METHODS: We reviewed numerous articles related to hypofibrinogenemia in critical obstetric hemorrhage. Especially, we performed a systematic review on target value of fibrinogen for hemostasis and effectiveness of fibrinogen concentrate. We also reviewed the articles about the methods for early normalization of fibrinogen level such as tranexamic acid, massive transfusion protocol, and point-of-care testing.
RESULTS: The target value of fibrinogen calculated by needs for massive transfusion was 200 mg/dL or 10 mm of A5FIBTEM . Although fibrinogen concentrate worked poorly on fibrinogen levels within the normal range, it improved the blood fibrinogen levels rapidly when it was administered to critical obstetric hemorrhage patients with serious hypofibrinogenemia. Hence, the volume of FFP transfused could be reduced along with a reduction in the frequency of pulmonary edema due to volume overload.
CONCLUSION: The patient group for which fibrinogen concentrate works most effectively is cases with severe hypofibrinogenemia. Further research is required in the light of evidence. The essence of the transfusion algorithm in critical obstetric hemorrhage is to approach the target value for obtaining hemostasis, ensure an accurate and prompt grasp of the severity using point-of-care testing, introduce a massive transfusion protocol and use tranexamic acid.

Introduction

Critical obstetric hemorrhage (COH) is a collective term for obstetric hemorrhage related to the life of the pregnant woman, where there is a critical situation requiring rapid transfusion (not only red blood cell [RBC] concentrate but fresh frozen plasma [FFP] or platelet concentrate) and intensive team management. COH is still the largest cause of maternal death in Japan, above both thromboembolism and cerebrovascular disorder, and is responsible for 23% of maternal deaths.1 In COH, coagulopathy easily develops due to the physiological change of blood coagulation and fibrinolytic function in pregnant women during late pregnancy,2 and it is difficult to evaluate the severity due to the volume of blood loss.3 Blood fibrinogen concentration has been suggested as an indicator of its severity.4, 5, 6

The mechanism of hemostasis includes primary hemostasis through platelet adhesion and aggregation and secondary hemostasis using coagulation factors.7 In COH, the frequency with which platelet transfusion is required for hemostasis failure due to abnormal platelet count is lower than the frequency of blood transfusion performed for coagulation factor supplementation in response to coagulopathy.8

The main condition of hemostatic failure in COH is coagulopathy, which is secondary hemostasis. There are two causes of the coagulation disorders seen in COH. One is consumption coagulopathy where tissue factors that flow into the maternal bloodstream activate the exogenous coagulation factors forming a complex with activated factor VII and consuming fibrinogen leading to a decrease in the blood concentration of fibrinogen. The second is dilutional coagulopathy,9 in which there is large‐scale loss of coagulation factors with reduced blood circulation due to massive blood loss. Furthermore, massive infusion to secure circulating blood volume or blood transfusion without coagulation factors further promotes the decrease in blood coagulation factor concentration.10

Although these conditions are not completely different from one another and are difficult to clearly distinguish during treatment, their commonality with consumption plus dilutional coagulopathy is that the fibrinogen concentration serves as a marker of critical severity,5, 6, 11, 12 and that early fibrinogen supplementation is vital to avoid coagulopathy in COH.
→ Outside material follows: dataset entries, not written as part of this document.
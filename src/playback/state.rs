//! Playback session state
//!
//! Defines the chorus state machine, session membership and the events
//! broadcast while a session runs.

use crate::media::ClipSource;
use chrono::{DateTime, Utc};
use serde::{Deserialize, Serialize};
use std::fmt;
use std::sync::Arc;
use std::time::Duration;
use uuid::Uuid;

/// Current state of the chorus engine
#[derive(Debug, Clone, Copy, PartialEq, Eq, Serialize, Deserialize)]
#[serde(rename_all = "camelCase")]
pub enum PlaybackState {
    /// No session has run yet, or the last start attempt failed readiness
    Idle,
    /// Waiting for every member to buffer
    AwaitingReady,
    /// All members playing, monitor running
    Playing,
    /// Session ended or was stopped
    Stopped,
}

impl Default for PlaybackState {
    fn default() -> Self {
        Self::Idle
    }
}

/// Synchronization settings
#[derive(Debug, Clone, Serialize, Deserialize)]
#[serde(rename_all = "camelCase", default)]
pub struct PlaybackConfig {
    /// Drift above which a member is snapped to the reference time
    pub drift_threshold_secs: f64,

    /// Monitor tick interval (one display refresh)
    pub refresh_interval_ms: u64,

    /// Readiness barrier timeout; `None` waits indefinitely
    pub ready_timeout_ms: Option<u64>,
}

impl Default for PlaybackConfig {
    fn default() -> Self {
        Self {
            drift_threshold_secs: 0.1,
            refresh_interval_ms: 16,
            ready_timeout_ms: Some(10_000),
        }
    }
}

impl PlaybackConfig {
    /// Monitor tick interval, never shorter than one millisecond
    pub fn refresh_interval(&self) -> Duration {
        Duration::from_millis(self.refresh_interval_ms.max(1))
    }

    pub fn ready_timeout(&self) -> Option<Duration> {
        self.ready_timeout_ms.map(Duration::from_millis)
    }
}

/// A clip handle lent to a playback session
#[derive(Clone)]
pub struct SessionMember {
    pub clip_id: Uuid,
    pub name: String,
    pub source: Arc<dyn ClipSource>,
}

impl fmt::Debug for SessionMember {
    fn fmt(&self, f: &mut fmt::Formatter<'_>) -> fmt::Result {
        f.debug_struct("SessionMember")
            .field("clip_id", &self.clip_id)
            .field("name", &self.name)
            .field("ready_state", &self.source.ready_state())
            .finish()
    }
}

/// One run of the chorus engine
///
/// Membership is fixed when the session is created.
#[derive(Debug, Clone)]
pub struct PlaybackSession {
    pub id: Uuid,
    pub members: Vec<SessionMember>,
    pub started_at: DateTime<Utc>,
}

impl PlaybackSession {
    pub fn new(members: Vec<SessionMember>) -> Self {
        Self {
            id: Uuid::new_v4(),
            members,
            started_at: Utc::now(),
        }
    }

    pub fn contains(&self, clip_id: Uuid) -> bool {
        self.members.iter().any(|m| m.clip_id == clip_id)
    }
}

/// Outcome of one monitor tick
#[derive(Debug, Clone, PartialEq, Serialize, Deserialize)]
#[serde(rename_all = "camelCase")]
pub struct SyncReport {
    /// Members that were playing this tick
    pub playing: usize,
    /// Mean position of the playing members
    pub reference_time: f64,
    /// Largest drift seen before correction
    pub max_drift: f64,
    /// Members snapped to the reference time
    pub corrected: Vec<Uuid>,
}

/// Events emitted by the chorus engine
#[derive(Debug, Clone)]
pub enum PlaybackEvent {
    StateChanged(PlaybackState),
    Synced(SyncReport),
    CorrectionFailed { clip: String, message: String },
    Fault(String),
}
//! Drift monitor
//!
//! Once per refresh tick the monitor averages the positions of every
//! playing member and snaps any member further than the threshold from
//! that mean back onto it. There is no master clip: correction is
//! symmetric, so one stuck member never drags the rest.

use super::error::PlaybackError;
use super::state::{PlaybackEvent, PlaybackState, SessionMember, SyncReport};
use crate::media::ReadyState;
use parking_lot::RwLock;
use std::panic::{self, AssertUnwindSafe};
use std::sync::atomic::{AtomicUsize, Ordering};
use std::sync::Arc;
use std::time::Duration;
use tokio::sync::broadcast;
use tokio::task::JoinHandle;
use tokio::time::MissedTickBehavior;
use tokio_util::sync::CancellationToken;

/// Result of a single synchronization tick
#[derive(Debug)]
pub enum TickOutcome {
    /// No member is playing any more
    Finished,
    /// Drift was measured and corrected; failed seeks are reported, not fatal
    Synced {
        report: SyncReport,
        failures: Vec<PlaybackError>,
    },
}

/// Run one synchronization pass over `members`.
pub fn sync_tick(members: &[SessionMember], threshold_secs: f64) -> Result<TickOutcome, PlaybackError> {
    let playing: Vec<(&SessionMember, f64)> = members
        .iter()
        .filter(|m| {
            m.source.ready_state() == ReadyState::Playing
                && !m.source.is_paused()
                && !m.source.is_ended()
        })
        .map(|m| (m, m.source.position()))
        .collect();

    if playing.is_empty() {
        return Ok(TickOutcome::Finished);
    }

    if let Some((member, position)) = playing.iter().find(|(_, p)| !p.is_finite()) {
        return Err(PlaybackError::MonitorFault(format!(
            "'{}' reported position {}",
            member.name, position
        )));
    }

    let reference_time = playing.iter().map(|(_, p)| p).sum::<f64>() / playing.len() as f64;

    let mut corrected = Vec::new();
    let mut failures = Vec::new();
    let mut max_drift = 0.0_f64;

    for (member, position) in &playing {
        let drift = (position - reference_time).abs();
        max_drift = max_drift.max(drift);
        if drift <= threshold_secs {
            continue;
        }

        match member.source.seek(reference_time) {
            Ok(()) => corrected.push(member.clip_id),
            Err(e) => failures.push(PlaybackError::Correction {
                clip: member.name.clone(),
                reason: e.to_string(),
            }),
        }
    }

    Ok(TickOutcome::Synced {
        report: SyncReport {
            playing: playing.len(),
            reference_time,
            max_drift,
            corrected,
        },
        failures,
    })
}

/// Pause, rewind, mute and dim every member
pub(crate) fn halt_members(members: &[SessionMember]) {
    for member in members {
        member.source.pause();
        if let Err(e) = member.source.seek(0.0) {
            tracing::warn!("Failed to rewind '{}': {}", member.name, e);
        }
        member.source.set_muted(true);
        member.source.set_dimmed(true);
    }
}

pub(crate) fn transition(
    state: &RwLock<PlaybackState>,
    event_tx: &broadcast::Sender<PlaybackEvent>,
    next: PlaybackState,
) {
    let previous = std::mem::replace(&mut *state.write(), next);
    if previous != next {
        tracing::debug!("Playback state {:?} -> {:?}", previous, next);
        let _ = event_tx.send(PlaybackEvent::StateChanged(next));
    }
}

/// Shared pieces a monitor task needs
pub(crate) struct MonitorContext {
    pub members: Vec<SessionMember>,
    pub threshold_secs: f64,
    pub refresh_interval: Duration,
    pub state: Arc<RwLock<PlaybackState>>,
    pub event_tx: broadcast::Sender<PlaybackEvent>,
    pub active: Arc<AtomicUsize>,
}

/// Handle to a running monitor task
pub(crate) struct MonitorHandle {
    token: CancellationToken,
    task: Option<JoinHandle<()>>,
}

impl MonitorHandle {
    /// Cancel the monitor and wait for its task to exit
    pub async fn shutdown(mut self) {
        self.token.cancel();
        if let Some(task) = self.task.take() {
            if let Err(e) = task.await {
                if !e.is_cancelled() {
                    tracing::warn!("Monitor task ended abnormally: {}", e);
                }
            }
        }
    }
}

impl Drop for MonitorHandle {
    fn drop(&mut self) {
        self.token.cancel();
    }
}

/// Keeps the live-monitor count accurate even if the task is dropped
/// before it first runs.
struct ActiveGuard(Arc<AtomicUsize>);

impl ActiveGuard {
    fn new(active: Arc<AtomicUsize>) -> Self {
        active.fetch_add(1, Ordering::SeqCst);
        Self(active)
    }
}

impl Drop for ActiveGuard {
    fn drop(&mut self) {
        self.0.fetch_sub(1, Ordering::SeqCst);
    }
}

pub(crate) fn spawn_monitor(ctx: MonitorContext) -> MonitorHandle {
    let token = CancellationToken::new();
    let cancelled = token.clone();
    let guard = ActiveGuard::new(Arc::clone(&ctx.active));

    let task = tokio::spawn(async move {
        let _guard = guard;
        run_monitor(ctx, cancelled).await;
    });

    MonitorHandle {
        token,
        task: Some(task),
    }
}

async fn run_monitor(ctx: MonitorContext, cancelled: CancellationToken) {
    let mut ticker = tokio::time::interval(ctx.refresh_interval);
    ticker.set_missed_tick_behavior(MissedTickBehavior::Skip);
    tracing::debug!("Monitor started for {} members", ctx.members.len());

    loop {
        tokio::select! {
            biased;
            _ = cancelled.cancelled() => {
                tracing::debug!("Monitor cancelled");
                return;
            }
            _ = ticker.tick() => {}
        }

        let outcome = panic::catch_unwind(AssertUnwindSafe(|| {
            sync_tick(&ctx.members, ctx.threshold_secs)
        }))
        .unwrap_or_else(|payload| Err(PlaybackError::MonitorFault(panic_message(payload))));

        match outcome {
            Ok(TickOutcome::Finished) => {
                tracing::info!("All clips finished, stopping chorus");
                halt_members(&ctx.members);
                transition(&ctx.state, &ctx.event_tx, PlaybackState::Stopped);
                return;
            }
            Ok(TickOutcome::Synced { report, failures }) => {
                for failure in failures {
                    tracing::warn!("{}", failure);
                    if let PlaybackError::Correction { clip, reason } = failure {
                        let _ = ctx.event_tx.send(PlaybackEvent::CorrectionFailed {
                            clip,
                            message: reason,
                        });
                    }
                }
                if !report.corrected.is_empty() {
                    tracing::debug!(
                        "Corrected {} of {} clips to {:.3}s (max drift {:.3}s)",
                        report.corrected.len(),
                        report.playing,
                        report.reference_time,
                        report.max_drift
                    );
                }
                let _ = ctx.event_tx.send(PlaybackEvent::Synced(report));
            }
            Err(fault) => {
                tracing::error!("{}, force-stopping chorus", fault);
                halt_members(&ctx.members);
                transition(&ctx.state, &ctx.event_tx, PlaybackState::Stopped);
                let _ = ctx.event_tx.send(PlaybackEvent::Fault(fault.to_string()));
                return;
            }
        }
    }
}

fn panic_message(payload: Box<dyn std::any::Any + Send>) -> String {
    if let Some(message) = payload.downcast_ref::<&str>() {
        (*message).to_string()
    } else if let Some(message) = payload.downcast_ref::<String>() {
        message.clone()
    } else {
        "panic during monitor tick".to_string()
    }
}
Due to the physiological changes in coagulation and fibrinolysis unique to pregnant women, the necessary blood concentration of fibrinogen and the effect of fibrinogen concentrate for fibrinogen supplementation might be different in the field of obstetrics other than the field of cardiovascular surgery or trauma, and there is no specialized review in the field of obstetrics. In this paper, we will consider the physiological blood changes in pregnant women, provide a review specialized in the field of obstetrics and discuss the possibility that early normalization of fibrinogen can improve a patient's prognosis. Furthermore, the necessary blood concentration of fibrinogen and the effect of fibrinogen concentrate in pregnant women will be evaluated by a systematic review.

Hemostatic Resuscitation

If sufficient coagulation factor replenishment is performed at an early stage, the patient's prognosis may be improved. In a process called hemostatic resuscitation, ‘local surgical hemostasis’ and ‘improvement of coagulopathy’ are carried out simultaneously to improve the patient's condition.13 Conventionally for hypotensive shock caused by massive hemorrhage, circulating blood volume is secured by maintaining blood pressure through administration of a crystalloid liquid.14, 15 On the other hand, a large infusion volume to maintain blood pressure can decrease the concentration of coagulation factor in the blood by dilution, making the coagulopathy severe and exacerbating hemorrhage due to the failure of thrombus formation.16 It has been shown that even before dilutional coagulopathy caused by large‐volume infusion occurs, tissue disorders manifest because of low blood reflux due to massive blood loss, which may result in severe coagulopathy.17 That is, hypoperfusion into tissues due to massive blood loss increases the production of thrombomodulin in vascular endothelial cells; thrombomodulin binds with thrombin to form the thrombin‐thrombomodulin complex (thrombin‐TM‐C). Although fibrinogen makes fibrin thrombus in the presence of thrombin, because thrombin is used for thrombin‐TM‐C as described above, the production of fibrin thrombus is reduced. Additionally, thrombin‐TM‐C promotes the activation of Protein C, and activated Protein C irreversibly inhibits factors Va and VIIIa and induces coagulopathy while suppressing plasminogen activator inhibitor‐1 and promoting an increase in tissue plasminogen activator (tPA). Hence, plasmin production increases and promotes the enhancement of the fibrinogen‐degrading fibrinolysis system (Fig. 1).

Figure 1

Mechanism of onset of coagulopathy in blood vessel due to low reflux. Hypoperfusion of tissues due to massive blood loss increases the production of thrombomodulin in vascular endothelial cells and promotes the activation of Protein C. Protein C irreversibly inhibits factors Va and VIIIa, causing coagulopathy and, at the same time, inhibiting plasminogen activator inhibitor‐1 and promoting the enhancement of the fibrinolytic system.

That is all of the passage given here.